The design of a novel feedback sensor system with wireless implantable polymer MEMS sensors for detecting and wirelessly transmitting physiological data that can be used for the diagnosis and treatment of various neurological disorders, such as Parkinson's disease, epilepsy, head injury, stroke, hydrocephalus, changes in pressure, patient movements, and tremors is presented in this paper. The sensor system includes MEMS gyroscopes, accelerometers, and
pressure sensors. This feedback sensor system focuses on the development and integration of implantable systems with various wireless sensors for medical applications, particularly for the Parkinson's disease. It is easy to integrate and modify the sensor network feed back system for other neurological disorders mentioned above. The monitoring and control of tremor in Parkinson's disease can be simulated on a skeleton via wireless telemetry system communicating with electroactive polymer actuator, and microsensors attached to the skeleton hand and legs.

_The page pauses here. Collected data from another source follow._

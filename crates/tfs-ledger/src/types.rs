use std::collections::BTreeMap;

/// Entry kinds the reconciliation logic acts on. The format is open-ended:
/// any other quoted kind parses fine and is carried through compaction
/// untouched, but the engine ignores it.
pub const KIND_ORDER: &str = "ORDER";
pub const KIND_EXECUTION: &str = "EXECUTION";
pub const KIND_REJECTION: &str = "REJECTION";

/// One transaction block in the ledger file.
///
/// `raw_lines` holds the entry's original text byte-for-byte (header line
/// plus everything up to the next header). Compaction relies on this to
/// reproduce untouched entries exactly, so nothing may normalize it.
#[derive(Debug, Clone, PartialEq, Eq)]
pub struct LedgerEntry {
    pub kind: String,
    /// Metadata from `; key: value` comment lines. Later duplicate keys
    /// overwrite earlier ones. Intentionally a loose string map: the format
    /// is forward-compatible with keys this engine knows nothing about.
    pub meta: BTreeMap<String, String>,
    pub raw_lines: Vec<String>,
}

impl LedgerEntry {
    /// The idempotency key linking an ORDER to its terminal outcome.
    /// Empty string means "not actionable".
    pub fn intent_id(&self) -> &str {
        self.meta.get("intent_id").map(String::as_str).unwrap_or("")
    }

    /// Raw entry text with a trailing newline, as stored on disk.
    pub fn raw_text(&self) -> String {
        let mut s = self.raw_lines.join("\n");
        s.push('\n');
        s
    }
}

/// A trade instruction decoded from an ORDER entry's metadata.
///
/// Everything stays a string: the authoring format is permissive (e.g.
/// `qty: ALL` from risk-generated closing orders) and numeric validation
/// belongs to the brokerage boundary, not the decoder.
#[derive(Debug, Clone, Default, PartialEq, Eq)]
pub struct ParsedOrder {
    pub intent_id: String,
    pub side: String,
    pub symbol: String,
    pub qty: String,
    pub order_type: String,
    pub tif: String,
    pub price: String,
    pub market: String,
    pub action: String,
    pub order_id: String,
}
//! Append-only entry writers.
//!
//! These are the only code paths that add to the live ledger. Each call
//! writes one complete blank-line-separated entry in the wire format the
//! parser reads back; the OS-level append guarantee plus single-writer
//! ownership keeps entries from interleaving.

use std::fs::OpenOptions;
use std::io::Write;
use std::path::Path;

use anyhow::{Context, Result};
use chrono::Utc;

/// Terminal EXECUTION entry fields.
pub struct ExecutionRecord<'a> {
    pub intent_id: &'a str,
    pub order_id: &'a str,
    pub status: &'a str,
    pub symbol: &'a str,
    pub side: &'a str,
    pub qty: &'a str,
    pub price: Option<&'a str>,
}

/// Terminal REJECTION entry fields.
pub struct RejectionRecord<'a> {
    pub intent_id: &'a str,
    pub symbol: &'a str,
    pub side: &'a str,
    pub qty: &'a str,
    pub reason: &'a str,
}

/// ORDER entry fields, used by the risk evaluator to inject closing orders.
pub struct OrderRecord<'a> {
    pub intent_id: &'a str,
    pub side: &'a str,
    pub symbol: &'a str,
    pub qty: &'a str,
    pub order_type: &'a str,
    pub tif: &'a str,
    pub price: Option<&'a str>,
    pub reason: Option<&'a str>,
}

pub fn append_execution(path: &Path, rec: &ExecutionRecord<'_>) -> Result<()> {
    let mut meta: Vec<(&str, &str)> = vec![
        ("intent_id", rec.intent_id),
        ("order_id", rec.order_id),
        ("status", rec.status),
        ("symbol", rec.symbol),
        ("side", rec.side),
        ("qty", rec.qty),
    ];
    if let Some(price) = rec.price {
        meta.push(("price", price));
    }
    let description = format!("{} {}", rec.side, rec.symbol);
    append_entry(path, "EXECUTION", description.trim(), &meta)
}

pub fn append_rejection(path: &Path, rec: &RejectionRecord<'_>) -> Result<()> {
    let meta: Vec<(&str, &str)> = vec![
        ("intent_id", rec.intent_id),
        ("status", "REJECTED"),
        ("reason", rec.reason),
        ("symbol", rec.symbol),
        ("side", rec.side),
        ("qty", rec.qty),
    ];
    let description = format!("{} {}", rec.side, rec.symbol);
    append_entry(path, "REJECTION", description.trim(), &meta)
}

pub fn append_order(path: &Path, rec: &OrderRecord<'_>) -> Result<()> {
    let mut meta: Vec<(&str, &str)> = vec![
        ("intent_id", rec.intent_id),
        ("side", rec.side),
        ("symbol", rec.symbol),
        ("qty", rec.qty),
        ("type", rec.order_type),
        ("tif", rec.tif),
    ];
    if let Some(price) = rec.price {
        meta.push(("price", price));
    }
    if let Some(reason) = rec.reason {
        meta.push(("reason", reason));
    }
    let description = format!("{} {}", rec.side, rec.symbol);
    append_entry(path, "ORDER", description.trim(), &meta)
}

/// Format one entry and append it with a single write.
fn append_entry(path: &Path, kind: &str, description: &str, meta: &[(&str, &str)]) -> Result<()> {
    let date = Utc::now().format("%Y-%m-%d");
    let mut text = format!("\n{date} * \"{kind}\" \"{description}\"\n");
    for (key, value) in meta {
        text.push_str(&format!("  ; {key}: {value}\n"));
    }

    let mut file = OpenOptions::new()
        .create(true)
        .append(true)
        .open(path)
        .with_context(|| format!("open ledger for append {}", path.display()))?;
    file.write_all(text.as_bytes())
        .with_context(|| format!("append {kind} entry to {}", path.display()))?;
    Ok(())
}
use std::fs;
use std::path::{Path, PathBuf};
use std::time::Duration;

use anyhow::Result;
use tracing::{error, info, warn};

use tfs_broker::BrokerCapability;

/// Name of the kill-switch sentinel under the root. Touching it stops the
/// controller at the next tick; the file is deleted on detection so a
/// restart does not immediately shut down again.
pub const KILL_SWITCH: &str = ".kill";

#[derive(Debug, Clone)]
pub struct ControllerConfig {
    pub root: PathBuf,
    pub interval: Duration,
    /// Compact after this many handled intents; 0 disables compaction.
    pub compact_after: usize,
}

#[derive(Debug, Clone, Copy, PartialEq, Eq)]
pub enum TickOutcome {
    Continue,
    Shutdown,
}

/// The single-writer poll loop. One controller process owns the ledger for
/// writes; ticks run strictly serially, and shutdown only happens between
/// ticks (an in-flight brokerage call completes first).
pub struct Controller {
    cfg: ControllerConfig,
    broker: Box<dyn BrokerCapability + Send>,
    handled_since_compact: usize,
}

impl Controller {
    pub fn new(cfg: ControllerConfig, broker: Box<dyn BrokerCapability + Send>) -> Self {
        Self {
            cfg,
            broker,
            handled_since_compact: 0,
        }
    }

    /// One poll cycle: kill switch, dispatch, risk, compaction. Every
    /// per-step failure is logged and the loop keeps going; a transient
    /// brokerage or file error must never stop future ticks.
    pub fn tick(&mut self) -> TickOutcome {
        let root = self.cfg.root.clone();

        if self.kill_switch_tripped(&root) {
            return TickOutcome::Shutdown;
        }

        // Dispatch pending intents. An unreadable ledger skips compaction
        // too: its trigger counter only moves on successful dispatch.
        let mut ledger_ok = true;
        match tfs_broker::dispatch_pending(&root, self.broker.as_mut()) {
            Ok(handled) => self.handled_since_compact += handled,
            Err(err) => {
                error!("dispatch failed: {err:#}");
                ledger_ok = false;
            }
        }

        // Risk rules read the rule store and quote projections, not the
        // ledger; a dispatch failure does not block them.
        match tfs_risk::check_risk_rules(&root) {
            Ok(triggered) if !triggered.is_empty() => {
                info!(symbols = ?triggered, "risk rules fired");
            }
            Ok(_) => {}
            Err(err) => error!("risk check failed: {err:#}"),
        }

        if ledger_ok
            && self.cfg.compact_after > 0
            && self.handled_since_compact >= self.cfg.compact_after
        {
            match tfs_ledger::compact_blocks(&root) {
                Ok(_) => self.handled_since_compact = 0,
                Err(err) => error!("compaction failed: {err:#}"),
            }
        }

        TickOutcome::Continue
    }

    fn kill_switch_tripped(&self, root: &Path) -> bool {
        let sentinel = root.join(KILL_SWITCH);
        if !sentinel.exists() {
            return false;
        }
        info!("kill switch activated, shutting down");
        if let Err(err) = fs::remove_file(&sentinel) {
            warn!("failed to remove kill switch sentinel: {err}");
        }
        true
    }

    /// Run the fixed-interval loop until a signal or the kill switch stops
    /// it. The tick body is synchronous, so a signal arriving mid-tick
    /// takes effect at the next loop turn, never mid-cycle.
    pub async fn run(mut self) -> Result<()> {
        info!(
            root = %self.cfg.root.display(),
            interval = ?self.cfg.interval,
            compact_after = self.cfg.compact_after,
            "controller started"
        );

        let mut ticker = tokio::time::interval(self.cfg.interval);
        ticker.set_missed_tick_behavior(tokio::time::MissedTickBehavior::Delay);

        let shutdown = shutdown_signal();
        tokio::pin!(shutdown);

        loop {
            tokio::select! {
                _ = &mut shutdown => {
                    info!("received signal, shutting down");
                    break;
                }
                _ = ticker.tick() => {
                    if self.tick() == TickOutcome::Shutdown {
                        break;
                    }
                }
            }
        }
        Ok(())
    }
}

/// Resolves when SIGINT or (on unix) SIGTERM arrives.
async fn shutdown_signal() {
    #[cfg(unix)]
    {
        use tokio::signal::unix::{signal, SignalKind};
        let mut sigterm = match signal(SignalKind::terminate()) {
            Ok(stream) => stream,
            Err(err) => {
                warn!("failed to install SIGTERM handler: {err}");
                let _ = tokio::signal::ctrl_c().await;
                return;
            }
        };
        tokio::select! {
            _ = tokio::signal::ctrl_c() => {}
            _ = sigterm.recv() => {}
        }
    }
    #[cfg(not(unix))]
    {
        let _ = tokio::signal::ctrl_c().await;
    }
}
use anyhow::Result;
use chrono::Utc;

use crate::types::{SubmitAck, SubmitRequest};

/// The brokerage trade capability this core consumes but does not
/// implement: submit and cancel. Calls may block on network I/O; the poll
/// loop waits on them synchronously per intent.
pub trait BrokerCapability {
    fn submit_order(&mut self, req: &SubmitRequest) -> Result<SubmitAck>;
    fn cancel_order(&mut self, order_id: &str) -> Result<()>;
}

/// Mock execution for dry runs and tests: no external calls, a
/// locally-unique order id, and an execution price echoing the requested
/// limit price (or a fixed placeholder for market orders).
#[derive(Debug, Clone, Copy, Default)]
pub struct MockBroker;

impl MockBroker {
    pub fn new() -> Self {
        Self
    }
}

impl BrokerCapability for MockBroker {
    fn submit_order(&mut self, req: &SubmitRequest) -> Result<SubmitAck> {
        let nanos = Utc::now().timestamp_nanos_opt().unwrap_or_default();
        Ok(SubmitAck {
            order_id: format!("LOCAL-{nanos}"),
            price: Some(req.price.clone().unwrap_or_else(|| "100.00".to_string())),
        })
    }

    fn cancel_order(&mut self, _order_id: &str) -> Result<()> {
        Ok(())
    }
}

Upon sensing any abnormal motor activity which represent the characteristic rhythmic motion of a typical Parkinson's (PD) patient, these sensors will generate necessary control pulses which will be transmitted to a hat sensor system on the skeleton head. Tiny inductively coupled antennas attached to the hat sensor system can receive these control pulses,
demodulate and deliver it to actuate the parts of the skeleton to control the abnormal motor activity. This feedback sensor system can further monitor and control depending on the amplitude of the abnormal motor activity. This microsystem offers cost effective means of monitoring and controlling of neurological disorders in real PD patients. Also, this network system offers a remote monitoring of the patients conditions without visiting doctors office or hospitals. The data can be monitored using PDA and can be accessed using internet (or cell phone). Cellular phone technology will allow a health care worker to be automatically notified if monitoring indicates an emergency situation. The main advantage of such system is that it can effectively monitor large number of patients at the same time, which
helps to compensate the present shortage of health care workers.